- **Problem description**
Set the listing down again, exactly as it stands below.
Segment Start: Information
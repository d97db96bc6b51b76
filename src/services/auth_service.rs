//! 认证服务：注册、登录、个人资料

use crate::{
    auth::{
        jwt::{SharedTokenCodec, SESSION_TTL_SECS},
        middleware::AuthContext,
        password::PasswordHasher,
    },
    config::AppConfig,
    error::AppError,
    models::{auth::*, user::*},
    repository::user_repo::{ProfileChanges, UserRepository},
};
use chrono::Duration;
use sqlx::PgPool;
use std::sync::Arc;
use validator::Validate;

pub struct AuthService {
    db: PgPool,
    codec: SharedTokenCodec,
    hasher: PasswordHasher,
    config: Arc<AppConfig>,
}

/// Successful login: response body plus the token for the session cookie
pub struct LoginOutcome {
    pub token: String,
    pub response: LoginResponse,
}

impl AuthService {
    pub fn new(
        db: PgPool,
        codec: SharedTokenCodec,
        hasher: PasswordHasher,
        config: Arc<AppConfig>,
    ) -> Self {
        Self {
            db,
            codec,
            hasher,
            config,
        }
    }

    /// 用户注册
    pub async fn register(&self, req: RegisterRequest) -> Result<UserResponse, AppError> {
        req.validate()?;
        self.hasher.validate_password_policy(&req.password)?;

        let user_repo = UserRepository::new(self.db.clone());
        if user_repo
            .exists_by_username_or_email(&req.username, &req.email)
            .await?
        {
            return Err(AppError::conflict("User already exists"));
        }

        let password_hash = self.hasher.hash_blocking(req.password.clone()).await?;
        let role = Role::for_registration(&req.email, &self.config.security.admin_email);

        let user = user_repo.create(&req, &password_hash, role).await?;

        tracing::info!(user_id = %user.id, role = %user.role, "User registered");

        Ok(UserResponse::from(user))
    }

    /// 用户登录
    pub async fn login(&self, req: LoginRequest) -> Result<LoginOutcome, AppError> {
        let user_repo = UserRepository::new(self.db.clone());

        let user = user_repo
            .find_by_email(req.email.trim())
            .await?
            .ok_or_else(|| AppError::not_found("User not found!"))?;

        let valid = self
            .hasher
            .verify_blocking(req.password, user.password_hash.clone())
            .await?;
        if !valid {
            tracing::warn!(user_id = %user.id, "Login failed: wrong password");
            return Err(AppError::InvalidCredentials("Invalid password!".to_string()));
        }

        let identity = AuthContext {
            id: user.id,
            email: user.email.clone(),
            role: user.role,
        };
        let token = self
            .codec
            .issue(&identity, Duration::seconds(SESSION_TTL_SECS))?;

        tracing::info!(user_id = %user.id, "User logged in");

        Ok(LoginOutcome {
            token: token.clone(),
            response: LoginResponse {
                user: UserResponse::from(user),
                token,
            },
        })
    }

    /// 修改个人资料；改密码必须提供当前密码
    pub async fn edit_profile(
        &self,
        identity: &AuthContext,
        req: EditProfileRequest,
    ) -> Result<EditProfileResponse, AppError> {
        let req = req.without_blanks();
        req.validate()?;

        let user_repo = UserRepository::new(self.db.clone());
        let user = user_repo
            .find_by_id(identity.id)
            .await?
            .ok_or_else(|| AppError::not_found("User not found!"))?;

        if let Some(username) = req.username.as_deref() {
            if username != user.username
                && user_repo
                    .find_by_username_excluding(username, user.id)
                    .await?
                    .is_some()
            {
                return Err(AppError::conflict("Username already taken"));
            }
        }

        if let Some(email) = req.email.as_deref() {
            if email != user.email
                && user_repo
                    .find_by_email_excluding(email, user.id)
                    .await?
                    .is_some()
            {
                return Err(AppError::conflict("Email already taken"));
            }
        }

        let password_hash = match req.new_password {
            Some(new_password) => {
                let current = req.current_password.ok_or_else(|| {
                    AppError::validation("Current password is required to set a new password")
                })?;

                if !self
                    .hasher
                    .verify_blocking(current, user.password_hash.clone())
                    .await?
                {
                    return Err(AppError::InvalidCredentials(
                        "Current password is incorrect".to_string(),
                    ));
                }

                self.hasher.validate_password_policy(&new_password)?;
                Some(self.hasher.hash_blocking(new_password).await?)
            }
            None => None,
        };

        let changes = ProfileChanges {
            username: req.username,
            email: req.email,
            avatar_url: req.avatar_url,
        };

        let updated = user_repo
            .update_profile(user.id, &changes, password_hash.as_deref())
            .await?
            .ok_or_else(|| AppError::not_found("User not found!"))?;

        if password_hash.is_some() {
            tracing::info!(user_id = %updated.id, "Password changed");
        }
        tracing::info!(user_id = %updated.id, "Profile updated");

        Ok(EditProfileResponse {
            message: "Profile updated successfully".to_string(),
            user: UserResponse::from(updated),
        })
    }
}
Segment End: Information
- **Response**
repository d97db96bc6b51b76
filename src/services/auth_service.rs
//! 认证服务：注册、登录、个人资料

use crate::{
    auth::{
        jwt::{SharedTokenCodec, SESSION_TTL_SECS},
        middleware::AuthContext,
        password::PasswordHasher,
    },
    config::AppConfig,
    error::AppError,
    models::{auth::*, user::*},
    repository::user_repo::{ProfileChanges, UserRepository},
};
use chrono::Duration;
use sqlx::PgPool;
use std::sync::Arc;
use validator::Validate;

pub struct AuthService {
    db: PgPool,
    codec: SharedTokenCodec,
    hasher: PasswordHasher,
    config: Arc<AppConfig>,
}

/// Successful login: response body plus the token for the session cookie
pub struct LoginOutcome {
    pub token: String,
    pub response: LoginResponse,
}

impl AuthService {
    pub fn new(
        db: PgPool,
        codec: SharedTokenCodec,
        hasher: PasswordHasher,
        config: Arc<AppConfig>,
    ) -> Self {
        Self {
            db,
            codec,
            hasher,
            config,
        }
    }

    /// 用户注册
    pub async fn register(&self, req: RegisterRequest) -> Result<UserResponse, AppError> {
        req.validate()?;
        self.hasher.validate_password_policy(&req.password)?;

        let user_repo = UserRepository::new(self.db.clone());
        if user_repo
            .exists_by_username_or_email(&req.username, &req.email)
            .await?
        {
            return Err(AppError::conflict("User already exists"));
        }

        let password_hash = self.hasher.hash_blocking(req.password.clone()).await?;
        let role = Role::for_registration(&req.email, &self.config.security.admin_email);

        let user = user_repo.create(&req, &password_hash, role).await?;

        tracing::info!(user_id = %user.id, role = %user.role, "User registered");

        Ok(UserResponse::from(user))
    }

    /// 用户登录
    pub async fn login(&self, req: LoginRequest) -> Result<LoginOutcome, AppError> {
        let user_repo = UserRepository::new(self.db.clone());

        let user = user_repo
            .find_by_email(req.email.trim())
            .await?
            .ok_or_else(|| AppError::not_found("User not found!"))?;

        let valid = self
            .hasher
            .verify_blocking(req.password, user.password_hash.clone())
            .await?;
        if !valid {
            tracing::warn!(user_id = %user.id, "Login failed: wrong password");
            return Err(AppError::InvalidCredentials("Invalid password!".to_string()));
        }

        let identity = AuthContext {
            id: user.id,
            email: user.email.clone(),
            role: user.role,
        };
        let token = self
            .codec
            .issue(&identity, Duration::seconds(SESSION_TTL_SECS))?;

        tracing::info!(user_id = %user.id, "User logged in");

        Ok(LoginOutcome {
            token: token.clone(),
            response: LoginResponse {
                user: UserResponse::from(user),
                token,
            },
        })
    }

    /// 修改个人资料；改密码必须提供当前密码
    pub async fn edit_profile(
        &self,
        identity: &AuthContext,
        req: EditProfileRequest,
    ) -> Result<EditProfileResponse, AppError> {
        let req = req.without_blanks();
        req.validate()?;

        let user_repo = UserRepository::new(self.db.clone());
        let user = user_repo
            .find_by_id(identity.id)
            .await?
            .ok_or_else(|| AppError::not_found("User not found!"))?;

        if let Some(username) = req.username.as_deref() {
            if username != user.username
                && user_repo
                    .find_by_username_excluding(username, user.id)
                    .await?
                    .is_some()
            {
                return Err(AppError::conflict("Username already taken"));
            }
        }

        if let Some(email) = req.email.as_deref() {
            if email != user.email
                && user_repo
                    .find_by_email_excluding(email, user.id)
                    .await?
                    .is_some()
            {
                return Err(AppError::conflict("Email already taken"));
            }
        }

        let password_hash = match req.new_password {
            Some(new_password) => {
                let current = req.current_password.ok_or_else(|| {
                    AppError::validation("Current password is required to set a new password")
                })?;

                if !self
                    .hasher
                    .verify_blocking(current, user.password_hash.clone())
                    .await?
                {
                    return Err(AppError::InvalidCredentials(
                        "Current password is incorrect".to_string(),
                    ));
                }

                self.hasher.validate_password_policy(&new_password)?;
                Some(self.hasher.hash_blocking(new_password).await?)
            }
            None => None,
        };

        let changes = ProfileChanges {
            username: req.username,
            email: req.email,
            avatar_url: req.avatar_url,
        };

        let updated = user_repo
            .update_profile(user.id, &changes, password_hash.as_deref())
            .await?
            .ok_or_else(|| AppError::not_found("User not found!"))?;

        if password_hash.is_some() {
            tracing::info!(user_id = %updated.id, "Password changed");
        }
        tracing::info!(user_id = %updated.id, "Profile updated");

        Ok(EditProfileResponse {
            message: "Profile updated successfully".to_string(),
            user: UserResponse::from(updated),
        })
    }
}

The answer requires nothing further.